- WHAT THE EXERCISE ASKS:
The answer must consist of every line below that holds the word "Some".

*** GIVEN RECORDS ***

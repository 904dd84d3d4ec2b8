//! Grid sizing: the smallest terminal that shows a text without wrapping

use unicode_width::UnicodeWidthChar;

/// Columns and rows a terminal needs to display a text
///
/// `columns` may be zero when every line is empty; use
/// [`GridDimensions::terminal_columns`] when configuring the terminal.
#[derive(Debug, Clone, Copy, PartialEq, Eq)]
pub struct GridDimensions {
    pub columns: usize,
    pub rows: usize,
}

impl GridDimensions {
    /// Column count clamped to what the terminal component accepts.
    pub fn terminal_columns(&self) -> usize {
        self.columns.max(1)
    }

    /// Row count clamped to what the terminal component accepts.
    pub fn terminal_rows(&self) -> usize {
        self.rows.max(1)
    }
}

/// Split on `\r\n`, `\r` or `\n`, each counting as a single break.
pub fn split_lines(text: &str) -> Vec<&str> {
    let mut lines = Vec::new();
    let bytes = text.as_bytes();
    let mut start = 0;
    let mut i = 0;
    while i < bytes.len() {
        match bytes[i] {
            b'\r' => {
                lines.push(&text[start..i]);
                if bytes.get(i + 1) == Some(&b'\n') {
                    i += 1;
                }
                start = i + 1;
            }
            b'\n' => {
                lines.push(&text[start..i]);
                start = i + 1;
            }
            _ => {}
        }
        i += 1;
    }
    lines.push(&text[start..]);
    lines
}

/// Distance between the terminal's default tab stops.
pub const TAB_WIDTH: usize = 8;

/// Display width of a line once styling escape sequences are removed.
///
/// A tab advances to the next multiple of [`TAB_WIDTH`].
pub fn visible_width(line: &str) -> usize {
    let mut column = 0;
    for (i, segment) in line.split('\t').enumerate() {
        if i > 0 {
            column = (column / TAB_WIDTH + 1) * TAB_WIDTH;
        }
        column += strip_ansi_escapes::strip_str(segment)
            .chars()
            .map(|c| c.width().unwrap_or(1))
            .sum::<usize>();
    }
    column
}

/// Compute the grid needed to show `text` without wrapping or truncation.
pub fn size(text: &str) -> GridDimensions {
    let lines = split_lines(text);
    let columns = lines.iter().map(|l| visible_width(l)).max().unwrap_or(0);
    GridDimensions {
        columns,
        rows: lines.len(),
    }
}
//! Async facade tests

mod support;

use std::time::Duration;

use ansi_shot::{AsyncRenderer, ImageFormat, RenderOptions, RenderRequest, Renderer};
use support::{test_config, FakeProvider};

#[tokio::test(flavor = "multi_thread", worker_threads = 4)]
async fn capture_many_creates_one_surface() {
    let provider = FakeProvider::new();
    provider.state.behave(|b| b.create_delay = Duration::from_millis(50));
    let renderer = AsyncRenderer::new(Renderer::new(provider.clone(), test_config()));

    let requests = ImageFormat::ALL
        .iter()
        .map(|f| {
            RenderRequest::new("AB\nCD").with_options(RenderOptions {
                output_format: Some(*f),
                ..Default::default()
            })
        })
        .collect();
    let results = renderer.capture_many(requests).await;

    assert_eq!(results.len(), 3);
    for (result, format) in results.into_iter().zip(ImageFormat::ALL) {
        let bytes = result.expect("capture");
        assert!(format.matches_magic(&bytes));
    }
    assert_eq!(provider.state.creations(), 1);
    assert_eq!(provider.state.pages_open(), 0);
}

#[tokio::test]
async fn errors_propagate_through_facade() {
    let provider = FakeProvider::new();
    provider.state.behave(|b| b.fail_capture = true);
    let renderer = AsyncRenderer::new(Renderer::new(provider.clone(), test_config()));

    let err = renderer.capture(RenderRequest::new("x")).await.unwrap_err();
    assert_eq!(err.stage(), Some(ansi_shot::Stage::Capture));
    assert_eq!(provider.state.pages_open(), 0);
}

#[tokio::test]
async fn release_through_facade() {
    let provider = FakeProvider::new();
    let renderer = AsyncRenderer::new(Renderer::new(provider.clone(), test_config()));
    renderer.capture(RenderRequest::new("x")).await.unwrap();

    let clone = renderer.clone();
    assert!(clone.release().await.unwrap());
    assert!(!renderer.release().await.unwrap());
    assert!(provider.state.surface_closed());
}

#[tokio::test]
async fn html_through_facade() {
    let renderer = AsyncRenderer::new(Renderer::new(FakeProvider::new(), test_config()));
    let html = renderer.render_html(RenderRequest::new("hi")).await.unwrap();
    assert!(html.contains("<div id=\"terminal\"></div>"));
}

*** End of GIVEN RECORDS ***

- EXERCISE RESPONSE:
                if bytes.get(i + 1) == Some(&b'\n') {
                output_format: Some(*f),
    assert_eq!(err.stage(), Some(ansi_shot::Stage::Capture));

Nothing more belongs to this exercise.